Los puntos que coinciden en coordenadas y en Tipo se consideran puntos repetidos y por tanto serán eliminados para que en cada coordenada sólo pueda haber un punto de cada tipo.

#===============================================================================
#          ELIMINAR REPETIDOS
#===============================================================================
coordTipo <- cbind(coordinates(WP),WP$Tipo)           # Variables para repetidos
dupl <- duplicated (coordTipo)                        # casos duplicados
#                       COMPROBAR
# length(subset(dupl,dupl==TRUE))                     # Numero casos duplicados
# length(subset(dupl,dupl==FALSE))                    # Numero casos sin duplicar
#
str(WP)
WP <- WP[!dupl,]                                      # ELIMINAR CASOS REPETIDOS
str(WP)
#

Exportar SHP

Ahora ya podemos exportar un shp con todos los puntos de todos los gpx y con los datos del csv incluidos en la tabla de atributos utilizando la función writeOGR().
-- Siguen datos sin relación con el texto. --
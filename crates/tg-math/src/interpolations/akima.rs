//! Akima spline interpolation.
//!
//! The tangent at each knot is a weighted average of neighbouring secants,
//! which avoids the overshoot of natural cubic splines near outliers.

use tg_core::{errors::Result, Real};

use super::{hermite_eval, secants, Interpolation1D};
use crate::search::ascending_copy;

/// Akima spline interpolation.
#[derive(Debug, Clone)]
pub struct AkimaSpline {
    xs: Vec<Real>,
    ys: Vec<Real>,
    /// Hermite slopes at each knot
    ts: Vec<Real>,
}

impl AkimaSpline {
    /// Build an Akima spline through the given data points.
    ///
    /// With two points the spline degenerates to the straight line.
    pub fn new(xs: &[Real], ys: &[Real]) -> Result<Self> {
        let n = xs.len();
        tg_core::ensure_arg!(n >= 2, "Akima spline requires at least 2 points, got {n}");
        tg_core::ensure_arg!(
            xs.len() == ys.len(),
            "xs ({}) and ys ({}) lengths must match",
            xs.len(),
            ys.len()
        );
        let (xs, ys) = ascending_copy(xs, ys);
        let m = secants(&xs, &ys);
        let nm = m.len();

        // Two phantom secants on each side, linearly extrapolated
        let (before, after) = if nm >= 2 {
            (
                [3.0 * m[0] - 2.0 * m[1], 2.0 * m[0] - m[1]],
                [2.0 * m[nm - 1] - m[nm - 2], 3.0 * m[nm - 1] - 2.0 * m[nm - 2]],
            )
        } else {
            ([m[0]; 2], [m[0]; 2])
        };
        let me: Vec<Real> = before
            .iter()
            .chain(m.iter())
            .chain(after.iter())
            .copied()
            .collect();

        let ts = (0..n)
            .map(|i| {
                let idx = i + 2;
                let w1 = (me[idx + 1] - me[idx]).abs();
                let w2 = (me[idx - 1] - me[idx - 2]).abs();
                if w1 + w2 < 1e-30 {
                    0.5 * (me[idx - 1] + me[idx])
                } else {
                    (w1 * me[idx - 1] + w2 * me[idx]) / (w1 + w2)
                }
            })
            .collect();

        Ok(Self { xs, ys, ts })
    }
}

impl Interpolation1D for AkimaSpline {
    fn x_min(&self) -> Real {
        self.xs[0]
    }

    fn x_max(&self) -> Real {
        self.xs[self.xs.len() - 1]
    }

    fn operator(&self, x: Real) -> Real {
        hermite_eval(&self.xs, &self.ys, &self.ts, x)
    }
}

#[cfg(test)]
mod tests {
    use super::*;

    #[test]
    fn akima_exact_on_nodes() {
        let xs = [0.0, 1.0, 2.0, 3.0, 4.0, 5.0];
        let ys = [0.0, 1.0, 0.5, 2.0, 1.5, 3.0];
        let s = AkimaSpline::new(&xs, &ys).unwrap();
        for (&x, &y) in xs.iter().zip(ys.iter()) {
            let v = s.operator(x);
            assert!((v - y).abs() < 1e-12, "at x={x}: expected {y}, got {v}");
        }
    }

    #[test]
    fn akima_linear_data() {
        let xs = [0.0, 1.0, 2.0, 3.0, 4.0, 5.0];
        let ys = [0.0, 0.5, 1.0, 1.5, 2.0, 2.5];
        let s = AkimaSpline::new(&xs, &ys).unwrap();
        let v = s.operator(2.5);
        assert!((v - 1.25).abs() < 1e-10, "expected 1.25, got {v}");
    }

    #[test]
    fn akima_two_points_is_a_line() {
        let s = AkimaSpline::new(&[0.0, 2.0], &[1.0, 3.0]).unwrap();
        assert!((s.operator(0.5) - 1.5).abs() < 1e-12);
    }

    #[test]
    fn akima_clamps_outside_range() {
        let s = AkimaSpline::new(&[0.0, 1.0, 2.0], &[1.0, 2.0, 4.0]).unwrap();
        assert_eq!(s.operator(-3.0), 1.0);
        assert_eq!(s.operator(9.0), 4.0);
    }
}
writeOGR(WP, dsn = DirDatosSHPwp, "WP-Definitivo", driver = "ESRI Shapefile", overwrite_layer = T)  # Crea WP.shp DEFINITIVO

También se puede exportar en otros formatos (GPX, CSV, etc.). Si además queremos exportar una capa de shp para cada uno de los archivos de traks de cada gpx, se puede hacer así

for(i in 1:length(GPXtrk)){
writeOGR(GPXtrk[[i]],DirDatosSHPtrk,names(GPXtrk)[i],driver="ESRI Shapefile",overwrite_layer = T)
}

No he conseguido (tampoco lo he necesitado por ahora) juntar todas las “SpatialLinesDataFrame” de las tracks de los gpx en una sólo ni eliminar los segmentos repetidos. Si en algún momento veo cómo hacerlo lo añadiría aquí. Si sabes cómo hacerlo puedes comentarlo.